Credence Foundation
Author:Marco Guarda

Chapter Seventeen

Time was up.

The three days Firrell had given Trumaine to find the crawler were gone, with the only result that the Hibiscus was still astray and Jarva’s murderer was on the loose.

Things couldn’t be worse.

Trumaine stood by the gallery parapet, looking down at the sea of believers floating in front of him, aware that the murderer was there, in that same moment; fast asleep, dreaming jeering dreams about the clueless detectives of the world.

Trumaine couldn’t stop thinking that Benedict could be wrong and that he could have used more profitably the time he had spent in the chamber.

He had considered all possible clues and leads: they paved a highway that brought unfailingly back to Credence. Unfortunately for him, the roadway stopped before the gate guarded by the mousy guard with his ridiculous bellhop cap.

Who was the believer whose mind was so developed to make him a telepath? Who had convinced a great enough number of believers into believing that the murderer was going to be in the bunker first, and then that he wasn’t there anymore, to the point that it had really happened? Why was Jarva studying telepathy?

Trumaine racked his brain for some bit of information he might have overlooked, anything that could help him get closer to the crawler, but he didn’t find anything—he had failed.

What was going to happen now? Was the TSA really going to shut down Credence forever, knowing that so many people depended on its services? Was Trumaine’s failure really going to be the end of Credence?

He glanced into the distance, at the choice believers floating in formation, looking for the Hibiscus, then he turned his head to his right.

That day, a person he knew very well had been granted access to the gallery. It was a stubborn man who, once assigned a case, wouldn’t let go until a solution was found. A satisfactory solution had always been found since he had been in charge—except in this case.

Firrell kept looking into the chamber, from time to time shaking his head in disappointment.

“Nothing,” he said, without taking his eyes off the floating couches. “We have nothing and we have run out of time.”

He turned, and his face was sad and tired. “I must report to the Feds. I’m sorry, Chris, time’s up.”

“Look at them,” said Trumaine, “They’re sleeping like babies. The bastard is floating in front of my eyes, right now, but I just can’t get him.”

He clutched the parapet so hard his knuckles went white.

“It’s over. I’m sure you could have used that citizenship.”

Firrell peered into Trumaine’s eyes for a moment. It was all there: the regret, the crushed hope, the pitying for an old friend, the shame for not being able to find the murderer through Trumaine.

Firrell always thought that even if the Feds had given up on the case, that didn’t mean a darned thing; it didn’t mean that the case was impossible, it didn’t mean they were supposed to fail. He had taken it on and it was his duty to find and bring the killer to justice. Firrell felt the responsibility of the failure weigh on him like a boulder, squashing him.

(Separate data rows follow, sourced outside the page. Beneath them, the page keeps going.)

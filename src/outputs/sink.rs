use std::collections::BTreeMap;
use std::time::Duration;
use async_trait::async_trait;
use reqwest::Client;
use tokio::sync::Mutex;

use crate::kernel::trigger::{IdempotencyKey, TriggerRequest};

#[derive(Debug, Clone, PartialEq, Eq, thiserror::Error)]
pub enum SinkError {
    /// Transient; the dispatcher retries with the same key.
    #[error("sink unavailable: {0}")]
    Unavailable(String),
    /// Permanent; retrying would not help.
    #[error("sink rejected request: {0}")]
    Rejected(String),
}

/// Sound or visualization generator. Returning `Ok` is the acknowledgement.
#[async_trait]
pub trait TriggerSink: Send + Sync {
    async fn deliver(&self, request: &TriggerRequest) -> Result<(), SinkError>;
}

#[derive(Debug, Clone, Copy, Default)]
pub struct LogTriggerSink;

#[async_trait]
impl TriggerSink for LogTriggerSink {
    async fn deliver(&self, request: &TriggerRequest) -> Result<(), SinkError> {
        tracing::info!(
            "[TRIGGER] {} #{} intensity={:.2}",
            request.key,
            request.dispatch_seq,
            request.parameters.intensity()
        );
        Ok(())
    }
}

/// In-memory generator that dedupes by idempotency key the way the external
/// collaborator is expected to.
#[derive(Debug, Default)]
pub struct RecordingTriggerSink {
    inner: Mutex<Recorded>,
}

#[derive(Debug, Default)]
struct Recorded {
    calls: u64,
    accepted: Vec<TriggerRequest>,
    by_key: BTreeMap<IdempotencyKey, usize>,
}

impl RecordingTriggerSink {
    pub fn new() -> Self {
        Self::default()
    }

    /// Distinct requests, in the order they first arrived.
    pub async fn accepted(&self) -> Vec<TriggerRequest> {
        self.inner.lock().await.accepted.clone()
    }

    /// Raw delivery calls, duplicates included.
    pub async fn calls(&self) -> u64 {
        self.inner.lock().await.calls
    }
}

#[async_trait]
impl TriggerSink for RecordingTriggerSink {
    async fn deliver(&self, request: &TriggerRequest) -> Result<(), SinkError> {
        let mut inner = self.inner.lock().await;
        inner.calls += 1;
        if !inner.by_key.contains_key(&request.key) {
            let idx = inner.accepted.len();
            inner.by_key.insert(request.key, idx);
            inner.accepted.push(request.clone());
        }
        Ok(())
    }
}

/// POSTs the request as JSON with an `Idempotency-Key` header.
#[derive(Clone)]
pub struct HttpTriggerSink {
    client: Client,
    url: String,
}

impl HttpTriggerSink {
    pub fn new(url: impl Into<String>, timeout: Duration) -> Self {
        Self {
            client: Client::builder()
                .timeout(timeout)
                .build()
                .unwrap_or_default(),
            url: url.into(),
        }
    }
}

#[async_trait]
impl TriggerSink for HttpTriggerSink {
    async fn deliver(&self, request: &TriggerRequest) -> Result<(), SinkError> {
        let response = self
            .client
            .post(&self.url)
            .header("Idempotency-Key", request.key.to_string())
            .json(request)
            .send()
            .await
            .map_err(|e| SinkError::Unavailable(e.to_string()))?;

        let status = response.status();
        if status.is_success() || status == reqwest::StatusCode::CONFLICT {
            // 409: the generator already has this key.
            Ok(())
        } else if status.is_server_error() || status == reqwest::StatusCode::TOO_MANY_REQUESTS {
            Err(SinkError::Unavailable(format!("generator returned {}", status)))
        } else {
            Err(SinkError::Rejected(format!("generator returned {}", status)))
        }
    }
}
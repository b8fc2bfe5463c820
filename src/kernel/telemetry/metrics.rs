use serde::Serialize;
use super::event::{AttendanceEvent, DeliveryOutcome, PipelineEvent};
use crate::kernel::correlator::SuppressionKind;
use crate::kernel::normalizer::RejectionKind;

#[derive(Debug, Clone, Default, PartialEq, Serialize)]
pub struct MetricsSnapshot {
    pub intake: IntakeStats,
    pub matching: MatchStats,
    pub dispatch: DispatchStats,
    pub attendance: AttendanceStats,
}

#[derive(Debug, Clone, Default, PartialEq, Serialize)]
pub struct IntakeStats {
    pub accepted: u64,
    pub rejected_unknown_event: u64,
    pub rejected_inactive: u64,
    pub rejected_malformed: u64,
    pub rejected_non_monotonic: u64,
    pub overflows: u64,
    pub evicted: u64,
    pub backpressure_skips: u64,
}

impl IntakeStats {
    pub fn rejected(&self) -> u64 {
        self.rejected_unknown_event + self.rejected_inactive + self.rejected_malformed + self.rejected_non_monotonic
    }
}

#[derive(Debug, Clone, Default, PartialEq, Serialize)]
pub struct MatchStats {
    pub candidates: u64,
    pub promoted: u64,
    pub below_threshold: u64,
    pub stale_snapshot: u64,
    pub out_of_range: u64,
    pub cooling_down: u64,
    pub crossings: u64,
}

#[derive(Debug, Clone, Default, PartialEq, Serialize)]
pub struct DispatchStats {
    pub dispatched: u64,
    pub replayed: u64,
    pub acknowledged: u64,
    pub timed_out: u64,
    pub rejected: u64,
    /// Cut short by the event closing.
    pub abandoned: u64,
    pub total_attempts: u64,
    pub ack_latency_total_ms: u64,
    pub avg_ack_latency_ms: f64,
    pub max_ack_latency_ms: u64,
}

#[derive(Debug, Clone, Default, PartialEq, Serialize)]
pub struct AttendanceStats {
    pub check_ins: u64,
    pub check_outs: u64,
    pub capacity_refusals: u64,
}

impl MetricsSnapshot {
    /// Folds one event into the running totals.
    pub fn apply(&mut self, event: &PipelineEvent) {
        match event {
            PipelineEvent::RecordAccepted => self.intake.accepted += 1,
            PipelineEvent::RecordRejected { kind } => match kind {
                RejectionKind::UnknownEvent => self.intake.rejected_unknown_event += 1,
                RejectionKind::EventNotActive => self.intake.rejected_inactive += 1,
                RejectionKind::Malformed => self.intake.rejected_malformed += 1,
                RejectionKind::NonMonotonic => self.intake.rejected_non_monotonic += 1,
            },
            PipelineEvent::BufferOverflow { evicted } => {
                self.intake.overflows += 1;
                self.intake.evicted += *evicted as u64;
            }
            PipelineEvent::MatchBackpressure => self.intake.backpressure_skips += 1,
            PipelineEvent::Candidate { .. } => self.matching.candidates += 1,
            PipelineEvent::Promoted { .. } => self.matching.promoted += 1,
            PipelineEvent::Suppressed { kind } => match kind {
                SuppressionKind::BelowThreshold => self.matching.below_threshold += 1,
                SuppressionKind::StaleSnapshot => self.matching.stale_snapshot += 1,
                SuppressionKind::BiometricOutOfRange => self.matching.out_of_range += 1,
                SuppressionKind::CoolingDown => self.matching.cooling_down += 1,
            },
            PipelineEvent::Crossing { .. } => self.matching.crossings += 1,
            PipelineEvent::TriggerDispatched { .. } => self.dispatch.dispatched += 1,
            PipelineEvent::TriggerReplayed { .. } => self.dispatch.replayed += 1,
            PipelineEvent::Delivery { outcome, attempts, latency_ms, .. } => {
                let stats = &mut self.dispatch;
                stats.total_attempts += *attempts as u64;
                match outcome {
                    DeliveryOutcome::Acknowledged => {
                        stats.acknowledged += 1;
                        stats.ack_latency_total_ms += latency_ms;
                        stats.max_ack_latency_ms = stats.max_ack_latency_ms.max(*latency_ms);
                        stats.avg_ack_latency_ms = stats.ack_latency_total_ms as f64 / stats.acknowledged as f64;
                    }
                    DeliveryOutcome::TimedOut => stats.timed_out += 1,
                    DeliveryOutcome::Rejected => stats.rejected += 1,
                    DeliveryOutcome::Abandoned => stats.abandoned += 1,
                }
            }
            PipelineEvent::Attendance(kind) => match kind {
                AttendanceEvent::CheckedIn => self.attendance.check_ins += 1,
                AttendanceEvent::CheckedOut => self.attendance.check_outs += 1,
                AttendanceEvent::CapacityRefused => self.attendance.capacity_refusals += 1,
            },
            PipelineEvent::Lifecycle { .. } => {}
        }
    }
}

He shook his head disconsolately.

“See you at the central.”

He shuffled away, until he was lost in the stream of the believers turning over.

“Damn crawler!”

The Feds had set him up real swell, thought Trumaine. With the promise of a first-class Aquarian citizenship they had lured him like a school of mackerel and now he was trapped.

For the umpteenth time, he went over in his mind what had happened in those three days.

According to Benedict, the telepath had all that time at his disposal to come visit him. Except for the dolphin, Trumaine had only dreamed about four characters. He was sure that the crawler couldn’t be Maia, because what she did and what she told him rang too fresh and immediate to come from anyone else but from her.

The crawler couldn’t be Starshanna, either. Not one single word, not a move of her, not even one hair in her eyebrows had moved differently from how it should have.

If the telepath hadn’t assumed their identities, who was left?

He had dreamed of the Aquarian nurse, what about her? She wasn’t exactly a real character; she had been given just a supporting role, so to speak. She never said much and, after Maia had born, he had never ever dreamed about her. How could she be the telepath?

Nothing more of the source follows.